En conséquence, un nombre croissant de professions dans les échelons inférieurs du marché du travail sont de plus en plus réservées aux populations racisées et jetables, car les soi-disant travailleurs nés dans le pays ne sont plus disposés à s'engager dans le célèbre DDD (Dirty, Dangerous and Demanding) ) et les emplois CCC (soins, cuisine et nettoyage) qui tendent à payer des salaires extrêmement bas. Les processus de dé-frontière et de re-frontière qui ont été mis en place par les pays riches au cours des quarante dernières années ne visaient donc qu'à contrôler, sélectionner et régir la mobilité de la main-d'œuvre. Qu'il s'agisse de la «liberté de circulation» de l'Union européenne, des systèmes d'immigration basés sur des points dans des pays comme l'Australie ou le Canada (et bientôt au Royaume-Uni), ou de facto tolérant près de 12 millions de sans-papiers aux États-Unis, ces politiques enferment les migrants dans une position subordonnée, les rendent privés de leurs droits politiques et les rendent immédiatement jetables ou expulsables. Ce type de processus flexible et instrumental de délimitation et de redéfinition des frontières est parallèle à la flexibilisation accrue du marché du travail, que le capital juge nécessaire pour accumuler des bénéfices en période de croissance atone et de faible rentabilité. 

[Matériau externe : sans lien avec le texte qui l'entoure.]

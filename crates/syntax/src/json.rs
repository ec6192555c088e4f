//! Loader for the JSON rendering of `Ripper.sexp`.
//!
//! `to_json` turns Ruby symbols into strings, so the shape is recovered
//! positionally: an array headed by a string is a node, any other array is a
//! list, and a string anywhere else is an atom.

use serde_json::Value;

use crate::ast::{Node, Position, Sexp, Tag};
use crate::error::{LoadError, LoadResult};

/// Parse a Ripper JSON document whose top level is a node (normally `program`).
pub fn load_json(input: &str) -> LoadResult<Node> {
    let value: Value = serde_json::from_str(input)?;
    node_from_value(&value)
}

pub fn node_from_value(value: &Value) -> LoadResult<Node> {
    match sexp_from_value(value)? {
        Sexp::Node(node) => Ok(node),
        other => Err(LoadError::NotANode(other.to_string())),
    }
}

pub fn sexp_from_value(value: &Value) -> LoadResult<Sexp> {
    match value {
        Value::Null => Ok(Sexp::Nil),
        Value::Bool(b) => Ok(Sexp::Bool(*b)),
        Value::Number(n) => n
            .as_i64()
            .map(Sexp::Int)
            .ok_or_else(|| LoadError::UnsupportedValue(n.to_string())),
        Value::String(s) => Ok(Sexp::Atom(s.clone())),
        Value::Array(items) => match items.split_first() {
            Some((Value::String(head), rest)) => node_from_parts(head, rest).map(Sexp::Node),
            _ => items.iter().map(sexp_from_value).collect::<LoadResult<Vec<_>>>().map(Sexp::List),
        },
        Value::Object(_) => Err(LoadError::UnsupportedValue(value.to_string())),
    }
}

fn node_from_parts(head: &str, rest: &[Value]) -> LoadResult<Node> {
    let tag = Tag::from_name(head);
    if tag.is_scanner_event() {
        return token_from_parts(tag, rest);
    }
    let children = rest.iter().map(sexp_from_value).collect::<LoadResult<Vec<_>>>()?;
    Ok(Node::new(tag, children))
}

fn token_from_parts(tag: Tag, rest: &[Value]) -> LoadResult<Node> {
    let malformed = |reason: &str| LoadError::MalformedToken {
        tag: tag.name().to_string(),
        reason: reason.to_string(),
    };
    let [text, pos] = rest else {
        return Err(malformed("expected text and position"));
    };
    let text = text.as_str().ok_or_else(|| malformed("token text is not a string"))?;
    let pos = match pos.as_array().map(Vec::as_slice) {
        Some([line, column]) => {
            let coord = |v: &Value| v.as_u64().and_then(|n| u32::try_from(n).ok());
            match (coord(line), coord(column)) {
                (Some(line), Some(column)) => Position::new(line, column),
                _ => return Err(malformed("position must be two non-negative integers")),
            }
        }
        _ => return Err(malformed("position must be [line, column]")),
    };
    Ok(Node::token(tag, text, pos))
}
//! AST loading errors

use thiserror::Error;

#[derive(Debug, Error)]
pub enum LoadError {
    #[error("Invalid JSON: {0}")]
    Json(#[from] serde_json::Error),

    #[error("Unsupported JSON value in AST: {0}")]
    UnsupportedValue(String),

    #[error("Malformed scanner token '{tag}': {reason}")]
    MalformedToken { tag: String, reason: String },

    #[error("Expected an AST node, found {0}")]
    NotANode(String),
}

pub type LoadResult<T> = Result<T, LoadError>;
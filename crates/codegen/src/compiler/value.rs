use std::fmt;

use crate::runtime;
use crate::scope::Temporary;

/// A lowered expression: the Go expression that yields its `*πg.Object`.
#[derive(Debug, Clone, PartialEq, Eq)]
pub enum ValueHandle {
    /// Result stored in a pooled slot; must be released once consumed.
    Temp(Temporary),
    /// Side-effect free Go expression, e.g. `πg.NewInt(1).ToObject()`.
    Literal(String),
    /// A function local or parameter, `µname`.
    Local(String),
}

impl ValueHandle {
    pub fn none() -> Self {
        ValueHandle::Literal(runtime::NONE.to_string())
    }

    pub fn temp(&self) -> Option<&Temporary> {
        match self {
            ValueHandle::Temp(temp) => Some(temp),
            _ => None,
        }
    }
}

impl fmt::Display for ValueHandle {
    fn fmt(&self, f: &mut fmt::Formatter<'_>) -> fmt::Result {
        match self {
            ValueHandle::Temp(temp) => write!(f, "{temp}"),
            ValueHandle::Literal(expr) | ValueHandle::Local(expr) => f.write_str(expr),
        }
    }
}
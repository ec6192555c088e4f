//! Compiler orchestration
//!
//! Lowers the Ruby AST to Go source, statement by statement.

pub mod class;
pub mod context;
pub mod control_flow;
pub mod expr;
pub mod function;
pub mod module;
pub mod shape;
pub mod stmt;
pub mod value;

Mécanisation, hiérarchies de compétence et emplois vitaux

Certains des emplois au bas des marchés du travail segmentés racialisés et féminisés que nous avons décrits ci-dessus incluent ceux des secteurs de l'agriculture et des soins. Les emplois dans ces secteurs sont parmi les moins bien payés et les moins bien considérés dans nos sociétés. Et pourtant - suivant la définition de Tithi Bhattacharya - ils devraient être mieux décrits comme des « emplois ou activités vitales », car sans eux, la reproduction de la vie, pour le dire simplement, n’est pas possible. Il n'est donc pas surprenant qu'au milieu d'une pandémie, ces emplois soient désormais classés comme « clés» ou essentiels ». renversant ainsi la hiérarchie des compétences et révélant finalement la hiérarchie beaucoup plus pertinente entre les activités véritablement vivifiantes et celles qui n'existent que pour permettre le profit.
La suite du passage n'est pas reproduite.